"Nessun attacco all'assessore Falduto, titolare della delega alle Politiche Sociali, anzi quanto avvenuto venerdì mattina in seno alla V commissione, presieduta dalla dott.ssa Pilegi, è stata la plastica dimostrazione di come si possa fare buona politica coinvolgendo tutte le componenti per il raggiungimento del fine ultimo della buona amministrazione". Passo indietro significativo di Katia Franzè, esponente di Forza Italia, sebbene le polemiche fossero state decisamente accese e le richieste di chiarimento pronunciate a più riprese, dalla stessa eletta in seno alla IV ed alla V commissione consiliare.
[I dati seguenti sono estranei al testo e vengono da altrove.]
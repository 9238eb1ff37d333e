use serde::Deserialize;

use crate::core::config::GeocodingConfig;
use crate::core::error::{AppError, Result};
use crate::features::geocoding::dtos::{PlaceAddressDto, ReverseGeocodeDto};

/// Nominatim reverse API response structure
#[derive(Debug, Deserialize)]
struct NominatimReverse {
    lat: String,
    lon: String,
    display_name: String,
    address: Option<NominatimAddress>,
}

/// Nominatim address components
#[derive(Debug, Deserialize)]
struct NominatimAddress {
    road: Option<String>,
    neighbourhood: Option<String>,
    suburb: Option<String>,
    city: Option<String>,
    town: Option<String>,
    village: Option<String>,
    state: Option<String>,
    postcode: Option<String>,
    country: Option<String>,
}

impl NominatimAddress {
    /// City, falling back to town or village
    fn city(&self) -> Option<String> {
        self.city
            .clone()
            .or_else(|| self.town.clone())
            .or_else(|| self.village.clone())
    }

    /// Suburb, falling back to neighbourhood
    fn locality(&self) -> Option<String> {
        self.suburb
            .clone()
            .or_else(|| self.neighbourhood.clone())
    }
}

/// Reverse geocoding through Nominatim
pub struct GeocodingService {
    client: reqwest::Client,
    base_url: String,
}

impl GeocodingService {
    pub fn new(config: &GeocodingConfig) -> std::result::Result<Self, reqwest::Error> {
        let client = reqwest::Client::builder()
            .user_agent(config.user_agent.clone())
            .timeout(config.timeout)
            .build()?;

        Ok(Self {
            client,
            base_url: config.base_url.trim_end_matches('/').to_string(),
        })
    }

    /// Look up the place at a coordinate
    ///
    /// Any upstream failure degrades to [`ReverseGeocodeDto::coordinates_only`]
    /// so callers always get a displayable name.
    pub async fn reverse(&self, lat: f64, lon: f64) -> Result<ReverseGeocodeDto> {
        validate_coordinates(lat, lon)?;

        match self.lookup(lat, lon).await {
            Ok(place) => Ok(place),
            Err(e) => {
                tracing::warn!("Reverse geocoding failed for {}, {}: {}", lat, lon, e);
                Ok(ReverseGeocodeDto::coordinates_only(lat, lon))
            }
        }
    }

    async fn lookup(&self, lat: f64, lon: f64) -> Result<ReverseGeocodeDto> {
        let url = format!(
            "{}/reverse?lat={}&lon={}&format=json&addressdetails=1",
            self.base_url,
            urlencoding::encode(&lat.to_string()),
            urlencoding::encode(&lon.to_string())
        );

        tracing::debug!("Reverse geocoding {}, {} -> {}", lat, lon, url);

        let response = self.client.get(&url).send().await.map_err(|e| {
            AppError::ExternalServiceError(format!("Nominatim request failed: {}", e))
        })?;

        if !response.status().is_success() {
            return Err(AppError::ExternalServiceError(format!(
                "Nominatim returned status: {}",
                response.status()
            )));
        }

        let body: NominatimReverse = response.json().await.map_err(|e| {
            AppError::ExternalServiceError(format!("Failed to parse Nominatim response: {}", e))
        })?;

        Ok(into_place(body, lat, lon))
    }
}

/// Latitude within ±90 and longitude within ±180
pub(crate) fn validate_coordinates(lat: f64, lon: f64) -> Result<()> {
    if !lat.is_finite() || !(-90.0..=90.0).contains(&lat) {
        return Err(AppError::BadRequest(
            "lat must be between -90 and 90".to_string(),
        ));
    }
    if !lon.is_finite() || !(-180.0..=180.0).contains(&lon) {
        return Err(AppError::BadRequest(
            "lon must be between -180 and 180".to_string(),
        ));
    }
    Ok(())
}

fn into_place(body: NominatimReverse, lat: f64, lon: f64) -> ReverseGeocodeDto {
    let address = body.address.map(|a| PlaceAddressDto {
        locality: a.locality(),
        city: a.city(),
        road: a.road,
        state: a.state,
        postcode: a.postcode,
        country: a.country,
    });

    ReverseGeocodeDto {
        display_name: body.display_name,
        lat: body.lat.parse().unwrap_or(lat),
        lon: body.lon.parse().unwrap_or(lon),
        address,
    }
}

#[cfg(test)]
mod tests {
    use super::*;
    use std::time::Duration;

    fn unreachable_service() -> GeocodingService {
        GeocodingService::new(&GeocodingConfig {
            base_url: "http://127.0.0.1:9".to_string(),
            user_agent: "wastewise-test".to_string(),
            timeout: Duration::from_secs(2),
        })
        .unwrap()
    }

    #[test]
    fn test_into_place_reads_address_components() {
        let body: NominatimReverse = serde_json::from_value(serde_json::json!({
            "place_id": 1234,
            "lat": "12.9716",
            "lon": "77.5946",
            "display_name": "MG Road, Shivajinagar, Bengaluru, Karnataka, India",
            "address": {
                "road": "MG Road",
                "neighbourhood": "Shivajinagar",
                "city": "Bengaluru",
                "state": "Karnataka",
                "country": "India"
            }
        }))
        .unwrap();

        let place = into_place(body, 0.0, 0.0);
        assert_eq!(place.lat, 12.9716);
        assert_eq!(place.lon, 77.5946);
        let address = place.address.unwrap();
        assert_eq!(address.locality.as_deref(), Some("Shivajinagar"));
        assert_eq!(address.city.as_deref(), Some("Bengaluru"));
        assert_eq!(address.road.as_deref(), Some("MG Road"));
    }

    #[test]
    fn test_city_falls_back_to_town_then_village() {
        let town: NominatimAddress =
            serde_json::from_value(serde_json::json!({ "town": "Mysuru" })).unwrap();
        assert_eq!(town.city(), Some("Mysuru".to_string()));

        let village: NominatimAddress =
            serde_json::from_value(serde_json::json!({ "village": "Hosakote" })).unwrap();
        assert_eq!(village.city(), Some("Hosakote".to_string()));
    }

    #[test]
    fn test_validate_coordinates() {
        assert!(validate_coordinates(12.97, 77.59).is_ok());
        assert!(validate_coordinates(90.0, -180.0).is_ok());
        assert!(validate_coordinates(90.1, 0.0).is_err());
        assert!(validate_coordinates(0.0, 180.5).is_err());
        assert!(validate_coordinates(f64::NAN, 0.0).is_err());
    }

    #[tokio::test]
    async fn test_reverse_falls_back_to_coordinates_when_upstream_is_down() {
        let place = unreachable_service().reverse(12.5, 77.25).await.unwrap();
        assert_eq!(place.display_name, "12.5, 77.25");
        assert_eq!(place.lat, 12.5);
        assert_eq!(place.lon, 77.25);
        assert!(place.address.is_none());
    }

    #[tokio::test]
    async fn test_reverse_rejects_out_of_range_coordinates() {
        let result = unreachable_service().reverse(123.0, 0.0).await;
        assert!(matches!(result, Err(AppError::BadRequest(_))));
    }
}
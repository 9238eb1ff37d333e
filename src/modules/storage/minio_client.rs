//! MinIO/S3-compatible storage client
//!
//! Report photos are written under the public prefix, which carries an
//! anonymous-read bucket policy so the portals can render them directly.
//!
//! Uses rust-s3 crate for lightweight S3 operations.

use async_trait::async_trait;
use chrono::Utc;
use hmac::{Hmac, Mac};
use reqwest::{Client, Url};
use s3::creds::Credentials;
use s3::{Bucket, BucketConfiguration, Region};
use serde_json::json;
use sha2::{Digest, Sha256};
use tracing::{debug, info, warn};

use crate::core::config::MinIOConfig;
use crate::core::error::AppError;

type HmacSha256 = Hmac<Sha256>;

/// A publicly readable object that was just written
#[derive(Debug, Clone, PartialEq, Eq)]
pub struct StoredObject {
    /// Object key inside the bucket (`public/reports/...`)
    pub key: String,
    /// URL the portals use to fetch the object
    pub url: String,
}

/// Write access to the object store
#[async_trait]
pub trait ObjectStore: Send + Sync {
    /// Store `data` at `path` below the public prefix
    async fn put_public(
        &self,
        path: &str,
        data: Vec<u8>,
        content_type: &str,
    ) -> Result<StoredObject, AppError>;

    /// Read an object back by key
    async fn fetch(&self, key: &str) -> Result<Vec<u8>, AppError>;
}

/// MinIO/S3-compatible storage client
pub struct MinIOClient {
    bucket: Box<Bucket>,
    region: Region,
    credentials: Credentials,
    endpoint: String,
    public_endpoint: String,
    public_prefix: String,
    /// Access key for AWS Signature v4 signing
    access_key: String,
    /// Secret key for AWS Signature v4 signing
    secret_key: String,
    /// Region name for AWS Signature v4 signing
    region_name: String,
    /// HTTP client for bucket policy operations
    http_client: Client,
}

impl MinIOClient {
    /// Create a new MinIO client from configuration
    ///
    /// This will:
    /// 1. Create the bucket if it doesn't exist
    /// 2. Set public read policy for the public prefix
    pub async fn new(config: MinIOConfig) -> Result<Self, AppError> {
        let credentials = Credentials::new(
            Some(&config.access_key),
            Some(&config.secret_key),
            None,
            None,
            None,
        )
        .map_err(|e| AppError::Internal(format!("Failed to create MinIO credentials: {}", e)))?;

        let region = Region::Custom {
            region: config.region.clone(),
            endpoint: config.endpoint.clone(),
        };

        let mut bucket = Bucket::new(&config.bucket, region.clone(), credentials.clone())
            .map_err(|e| AppError::Internal(format!("Failed to create MinIO bucket: {}", e)))?;

        // MinIO needs path-style URLs (http://endpoint/bucket)
        bucket.set_path_style();

        let http_client = Client::builder()
            .build()
            .map_err(|e| AppError::Internal(format!("Failed to create HTTP client: {}", e)))?;

        let client = Self {
            bucket,
            region,
            credentials,
            endpoint: config.endpoint,
            public_endpoint: config.public_endpoint,
            public_prefix: config.public_prefix,
            access_key: config.access_key,
            secret_key: config.secret_key,
            region_name: config.region,
            http_client,
        };

        client.ensure_bucket_exists().await;
        client.set_public_read_policy().await;

        info!(
            "MinIO client initialized for endpoint: {}, bucket: {}, public_prefix: {}",
            client.endpoint,
            client.bucket.name(),
            client.public_prefix
        );

        Ok(client)
    }

    /// Create the bucket unless it is already there
    async fn ensure_bucket_exists(&self) {
        let created = Bucket::create_with_path_style(
            &self.bucket.name(),
            self.region.clone(),
            self.credentials.clone(),
            BucketConfiguration::default(),
        )
        .await;

        match created {
            Ok(_) => info!("Bucket '{}' created successfully", self.bucket.name()),
            Err(e) => {
                let error_str = e.to_string();
                if error_str.contains("BucketAlreadyOwnedByYou")
                    || error_str.contains("BucketAlreadyExists")
                    || error_str.contains("already own it")
                {
                    debug!("Bucket '{}' already exists", self.bucket.name());
                } else {
                    warn!(
                        "Could not create bucket '{}': {}. Assuming it exists.",
                        self.bucket.name(),
                        e
                    );
                }
            }
        }
    }

    /// Allow anonymous `GetObject` below the public prefix
    ///
    /// Failure only logs a warning; the policy can also be set by hand.
    async fn set_public_read_policy(&self) {
        let bucket_name = self.bucket.name();
        let policy = public_read_policy(&bucket_name, &self.public_prefix);

        match self
            .put_bucket_policy_with_sigv4(&bucket_name, &policy)
            .await
        {
            Ok(_) => info!(
                "Set public read policy for {}/{}/*",
                bucket_name, self.public_prefix
            ),
            Err(e) => warn!(
                "Failed to set bucket policy for '{}': {}. \
                You may need to set the policy manually using: \
                mc anonymous set download minio/{}/{}",
                bucket_name, e, bucket_name, self.public_prefix
            ),
        }
    }

    /// Put bucket policy using AWS Signature v4
    async fn put_bucket_policy_with_sigv4(
        &self,
        bucket_name: &str,
        policy: &str,
    ) -> Result<(), AppError> {
        let now = Utc::now();
        let date_stamp = now.format("%Y%m%d").to_string();
        let amz_date = now.format("%Y%m%dT%H%M%SZ").to_string();

        let endpoint_url = Url::parse(&self.endpoint)
            .map_err(|e| AppError::Internal(format!("Invalid endpoint URL: {}", e)))?;
        let host = endpoint_url
            .host_str()
            .ok_or_else(|| AppError::Internal("Endpoint URL has no host".to_string()))?;
        let host_header = match endpoint_url.port() {
            Some(p) => format!("{}:{}", host, p),
            None => host.to_string(),
        };

        let url = format!("{}/{}?policy", self.endpoint, bucket_name);
        let payload_hash = hex::encode(Sha256::digest(policy.as_bytes()));

        let canonical_headers = format!(
            "host:{}\nx-amz-content-sha256:{}\nx-amz-date:{}\n",
            host_header, payload_hash, amz_date
        );
        let signed_headers = "host;x-amz-content-sha256;x-amz-date";
        let canonical_request = format!(
            "PUT\n/{}\npolicy=\n{}\n{}\n{}",
            bucket_name, canonical_headers, signed_headers, payload_hash
        );

        let algorithm = "AWS4-HMAC-SHA256";
        let credential_scope = format!("{}/{}/s3/aws4_request", date_stamp, self.region_name);
        let string_to_sign = format!(
            "{}\n{}\n{}\n{}",
            algorithm,
            amz_date,
            credential_scope,
            hex::encode(Sha256::digest(canonical_request.as_bytes()))
        );

        let signature = signature_v4(
            &self.secret_key,
            &date_stamp,
            &self.region_name,
            &string_to_sign,
        )?;

        let authorization_header = format!(
            "{} Credential={}/{}, SignedHeaders={}, Signature={}",
            algorithm, self.access_key, credential_scope, signed_headers, signature
        );

        let response = self
            .http_client
            .put(&url)
            .header("Host", &host_header)
            .header("x-amz-date", &amz_date)
            .header("x-amz-content-sha256", &payload_hash)
            .header("Authorization", &authorization_header)
            .header("Content-Type", "application/json")
            .body(policy.to_string())
            .send()
            .await
            .map_err(|e| AppError::Internal(format!("Failed to send policy request: {}", e)))?;

        if response.status().is_success() {
            Ok(())
        } else {
            let status = response.status();
            let body = response
                .text()
                .await
                .unwrap_or_else(|_| "Unknown error".to_string());
            Err(AppError::Internal(format!(
                "Failed to set bucket policy: {} - {}",
                status, body
            )))
        }
    }

    /// Direct URL of an object under the public prefix
    pub fn public_url(&self, key: &str) -> String {
        format!("{}/{}/{}", self.public_endpoint, self.bucket.name(), key)
    }
}

#[async_trait]
impl ObjectStore for MinIOClient {
    async fn put_public(
        &self,
        path: &str,
        data: Vec<u8>,
        content_type: &str,
    ) -> Result<StoredObject, AppError> {
        let key = public_key(&self.public_prefix, path);

        self.bucket
            .put_object_with_content_type(&key, &data, content_type)
            .await
            .map_err(|e| {
                tracing::error!("Failed to upload '{}': {}", key, e);
                AppError::ExternalServiceError("Failed to store image".to_string())
            })?;

        debug!(
            "Uploaded {} bytes to '{}' in bucket '{}'",
            data.len(),
            key,
            self.bucket.name()
        );

        Ok(StoredObject {
            url: self.public_url(&key),
            key,
        })
    }

    async fn fetch(&self, key: &str) -> Result<Vec<u8>, AppError> {
        let response = self.bucket.get_object(key).await.map_err(|e| {
            tracing::error!("Failed to download '{}': {}", key, e);
            AppError::ExternalServiceError("Failed to read stored image".to_string())
        })?;

        debug!(
            "Downloaded file '{}' from bucket '{}'",
            key,
            self.bucket.name()
        );
        Ok(response.to_vec())
    }
}

fn public_key(prefix: &str, path: &str) -> String {
    format!(
        "{}/{}",
        prefix.trim_end_matches('/'),
        path.trim_start_matches('/')
    )
}

fn public_read_policy(bucket_name: &str, public_prefix: &str) -> String {
    json!({
        "Version": "2012-10-17",
        "Statement": [
            {
                "Effect": "Allow",
                "Principal": {"AWS": "*"},
                "Action": ["s3:GetObject"],
                "Resource": [format!("arn:aws:s3:::{bucket_name}/{public_prefix}/*")]
            }
        ]
    })
    .to_string()
}

/// AWS Signature v4 over `string_to_sign` for the S3 service
fn signature_v4(
    secret_key: &str,
    date_stamp: &str,
    region: &str,
    string_to_sign: &str,
) -> Result<String, AppError> {
    let k_date = hmac_sha256(
        format!("AWS4{}", secret_key).as_bytes(),
        date_stamp.as_bytes(),
    )?;
    let k_region = hmac_sha256(&k_date, region.as_bytes())?;
    let k_service = hmac_sha256(&k_region, b"s3")?;
    let k_signing = hmac_sha256(&k_service, b"aws4_request")?;

    let signature = hmac_sha256(&k_signing, string_to_sign.as_bytes())?;
    Ok(hex::encode(signature))
}

fn hmac_sha256(key: &[u8], data: &[u8]) -> Result<Vec<u8>, AppError> {
    let mut mac = HmacSha256::new_from_slice(key)
        .map_err(|e| AppError::Internal(format!("HMAC key error: {}", e)))?;
    mac.update(data);
    Ok(mac.finalize().into_bytes().to_vec())
}

/// In-memory store for service tests
#[cfg(test)]
pub mod memory {
    use super::*;
    use std::sync::Mutex;

    #[derive(Default)]
    pub struct MemoryStore {
        objects: Mutex<Vec<(String, Vec<u8>, String)>>,
    }

    impl MemoryStore {
        /// Keys written so far, in order
        pub fn keys(&self) -> Vec<String> {
            self.objects
                .lock()
                .unwrap()
                .iter()
                .map(|(k, _, _)| k.clone())
                .collect()
        }
    }

    #[async_trait]
    impl ObjectStore for MemoryStore {
        async fn put_public(
            &self,
            path: &str,
            data: Vec<u8>,
            content_type: &str,
        ) -> Result<StoredObject, AppError> {
            let key = public_key("public", path);
            self.objects
                .lock()
                .unwrap()
                .push((key.clone(), data, content_type.to_string()));
            Ok(StoredObject {
                url: format!("http://storage.test/{}", key),
                key,
            })
        }

        async fn fetch(&self, key: &str) -> Result<Vec<u8>, AppError> {
            self.objects
                .lock()
                .unwrap()
                .iter()
                .find(|(k, _, _)| k == key)
                .map(|(_, data, _)| data.clone())
                .ok_or_else(|| AppError::NotFound(format!("Object {} not found", key)))
        }
    }
}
Evidentemente in vista dell'appuntamento di domani si è preferita una retromarcia preventiva...

"D’altra parte il ruolo precipuo delle Commissioni Consiliare e dei suoi componenti -ha puntualizzato Franzè - è quello di creare, attraverso il confronto anche serrato, il dibattito anche duro, ma sempre con spirito costruttivo, le basi e le premesse per la nascita di progetti ed idee nell’interesse della cittadinanza, in esecuzione del compito loro ascritto di controllo e di indirizzo politico".

"Nello specifico -ha proseguito - la discussione ha riguardato i Bandi per l'assistenza educativa domiciliare e per il sostegno scolastico ed extrascolastico di allievi con disabilità, oggetto di osservazioni e richiesta di chiarimenti formulate, nella seduta del 14 Maggio in IV Commissione presieduta da Danilo Tucci, sia dall’opposizione che dalla maggioranza. A seguito del confronto, cui hanno preso parte sia esponenti dell’opposizione che della maggioranza, proprio nello spirito di collaborazione e partecipazione di cui si diceva, l'Assessore Falduto ha provveduto a pubblicare alcune precisazioni correlate ai punti sollecitati già il giorno successivo".

"Il risultato cui si è pervenuti, con reciproca soddisfazione della parti coinvolte, rappresenta -ha chiarito ancora - la sintesi delle diverse posizioni sul punto e la migliore soluzione possibile dimostrando, ancora una volta, diversamente da come artatamente e pretestuosamente si vuole far intendere, che questa amministrazione è disponibile ed aperta al confronto di tutte le forze politiche presenti nel consesso al fine di recepire, laddove possibile, le diverse sollecitazioni per migliorare l'attività amministrativa nell'interesse della collettività. D’altra parte, la partecipazione attiva dei Consiglieri nella gestione amministrativa si concretizza anche fornendo spunti di riflessione e discussione in ordine a progetti sviluppati dagli Assessori di riferimento senza che ciò possa e debba essere interpretato come atteggiamento di sfiducia o addirittura ostile circa l’operato dello stesso".

"Chi vuole dare una siffatta lettura a questo modus operandi, lo fa esclusivamente per strumentalizzare la cosa ben sapendo, invece, che il fine ultimo del confronto è sempre quello di fornire il miglior servizio possibile alla cittadinanza. Non rimane che porgere all’Assessore Falduto i nostri più sinceri complimenti per il lavoro svolto, l’impegno profuso e la dedizione dimostrata nonché, per la disponibilità all’ascolto ed al confronto costruttivo".
Parole che non smentiscono gli strali pesanti partiti all'indirizzo di assessore e dirigente durante la IV commissione consiliare di qualche giorno addietro.